[MATERIAL SHOWN]

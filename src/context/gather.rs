pub use crate::context::types::FileRecord;

use crate::context::walk::WalkEntry;
use crate::error::{Error, Result};
use std::{fs, path::Path};
use tracing::warn;

/// Reads a walked file into a [`FileRecord`].
pub fn read_file(entry: WalkEntry) -> Result<FileRecord> {
    let contents = read_text(&entry.path)?;
    Ok(FileRecord {
        path: entry.path,
        relative_dir: entry.relative_dir,
        contents,
    })
}

/// Reads the whole file as UTF-8 text.
///
/// The handle is closed before this returns. Invalid byte sequences are
/// replaced with U+FFFD so one malformed file does not abort a run; only an
/// open or read failure is an error.
pub fn read_text(path: &Path) -> Result<String> {
    let content_bytes = fs::read(path).map_err(|e| Error::read(path, e))?;
    match String::from_utf8(content_bytes) {
        Ok(text) => Ok(text),
        Err(e) => {
            warn!(
                "{} is not valid UTF-8; invalid bytes were replaced",
                path.display()
            );
            Ok(String::from_utf8_lossy(e.as_bytes()).into_owned())
        }
    }
}
use crate::context::types::{FileReport, SizeReport};
use path_slash::PathExt;
use serde::Serialize;
use std::borrow::Cow;
use std::io::{self, Write};
use std::path::Path;

const RULE_WIDTH: usize = 50;

/// How size reports are written to the caller's stream.
#[derive(Debug, Clone, Copy, PartialEq, Eq, Default)]
pub enum ReportFormat {
    /// Human readable blocks.
    #[default]
    Text,
    /// One JSON object per line, paths with `/` separators.
    Json,
}

#[derive(Serialize)]
struct FileRow<'a> {
    path: Cow<'a, str>,
    tokens: usize,
    lines: usize,
}

#[derive(Serialize)]
struct ArtifactRow<'a> {
    output: Option<Cow<'a, str>>,
    tokens: usize,
    lines: usize,
}

pub fn write_file_report(
    out: &mut dyn Write,
    report: &FileReport,
    format: ReportFormat,
) -> io::Result<()> {
    match format {
        ReportFormat::Text => {
            writeln!(out, "File: {}", report.path.display())?;
            writeln!(out, "Token Count: {}", report.size.tokens)?;
            writeln!(out, "Line Count: {}", report.size.lines)?;
            writeln!(out, "{}", "-".repeat(RULE_WIDTH))
        }
        ReportFormat::Json => write_json_line(
            out,
            &FileRow {
                path: report.path.to_slash_lossy(),
                tokens: report.size.tokens,
                lines: report.size.lines,
            },
        ),
    }
}

/// Reports the combined artifact. `path` is `None` when it was not persisted.
pub fn write_artifact_report(
    out: &mut dyn Write,
    path: Option<&Path>,
    size: SizeReport,
    format: ReportFormat,
) -> io::Result<()> {
    match format {
        ReportFormat::Text => {
            if let Some(path) = path {
                writeln!(out, "Output file: {}", path.display())?;
            }
            writeln!(out, "Total Token Count: {}", size.tokens)?;
            writeln!(out, "Total Line Count: {}", size.lines)
        }
        ReportFormat::Json => write_json_line(
            out,
            &ArtifactRow {
                output: path.map(|p| p.to_slash_lossy()),
                tokens: size.tokens,
                lines: size.lines,
            },
        ),
    }
}

fn write_json_line<T: Serialize>(
    out: &mut dyn Write,
    row: &T,
) -> io::Result<()> {
    serde_json::to_writer(&mut *out, row)?;
    writeln!(out)
}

[WORK TO COMPLETE] Would you please transcribe the records above in full and exactly?

[EXERCISE ANSWER]
filename src/context/gather.rs
pub use crate::context::types::FileRecord;

use crate::context::walk::WalkEntry;
use crate::error::{Error, Result};
use std::{fs, path::Path};
use tracing::warn;

/// Reads a walked file into a [`FileRecord`].
pub fn read_file(entry: WalkEntry) -> Result<FileRecord> {
    let contents = read_text(&entry.path)?;
    Ok(FileRecord {
        path: entry.path,
        relative_dir: entry.relative_dir,
        contents,
    })
}

/// Reads the whole file as UTF-8 text.
///
/// The handle is closed before this returns. Invalid byte sequences are
/// replaced with U+FFFD so one malformed file does not abort a run; only an
/// open or read failure is an error.
pub fn read_text(path: &Path) -> Result<String> {
    let content_bytes = fs::read(path).map_err(|e| Error::read(path, e))?;
    match String::from_utf8(content_bytes) {
        Ok(text) => Ok(text),
        Err(e) => {
            warn!(
                "{} is not valid UTF-8; invalid bytes were replaced",
                path.display()
            );
            Ok(String::from_utf8_lossy(e.as_bytes()).into_owned())
        }
    }
}
use crate::context::types::{FileReport, SizeReport};
use path_slash::PathExt;
use serde::Serialize;
use std::borrow::Cow;
use std::io::{self, Write};
use std::path::Path;

const RULE_WIDTH: usize = 50;

/// How size reports are written to the caller's stream.
#[derive(Debug, Clone, Copy, PartialEq, Eq, Default)]
pub enum ReportFormat {
    /// Human readable blocks.
    #[default]
    Text,
    /// One JSON object per line, paths with `/` separators.
    Json,
}

#[derive(Serialize)]
struct FileRow<'a> {
    path: Cow<'a, str>,
    tokens: usize,
    lines: usize,
}

#[derive(Serialize)]
struct ArtifactRow<'a> {
    output: Option<Cow<'a, str>>,
    tokens: usize,
    lines: usize,
}

pub fn write_file_report(
    out: &mut dyn Write,
    report: &FileReport,
    format: ReportFormat,
) -> io::Result<()> {
    match format {
        ReportFormat::Text => {
            writeln!(out, "File: {}", report.path.display())?;
            writeln!(out, "Token Count: {}", report.size.tokens)?;
            writeln!(out, "Line Count: {}", report.size.lines)?;
            writeln!(out, "{}", "-".repeat(RULE_WIDTH))
        }
        ReportFormat::Json => write_json_line(
            out,
            &FileRow {
                path: report.path.to_slash_lossy(),
                tokens: report.size.tokens,
                lines: report.size.lines,
            },
        ),
    }
}

/// Reports the combined artifact. `path` is `None` when it was not persisted.
pub fn write_artifact_report(
    out: &mut dyn Write,
    path: Option<&Path>,
    size: SizeReport,
    format: ReportFormat,
) -> io::Result<()> {
    match format {
        ReportFormat::Text => {
            if let Some(path) = path {
                writeln!(out, "Output file: {}", path.display())?;
            }
            writeln!(out, "Total Token Count: {}", size.tokens)?;
            writeln!(out, "Total Line Count: {}", size.lines)
        }
        ReportFormat::Json => write_json_line(
            out,
            &ArtifactRow {
                output: path.map(|p| p.to_slash_lossy()),
                tokens: size.tokens,
                lines: size.lines,
            },
        ),
    }
}

fn write_json_line<T: Serialize>(
    out: &mut dyn Write,
    row: &T,
) -> io::Result<()> {
    serde_json::to_writer(&mut *out, row)?;
    writeln!(out)
}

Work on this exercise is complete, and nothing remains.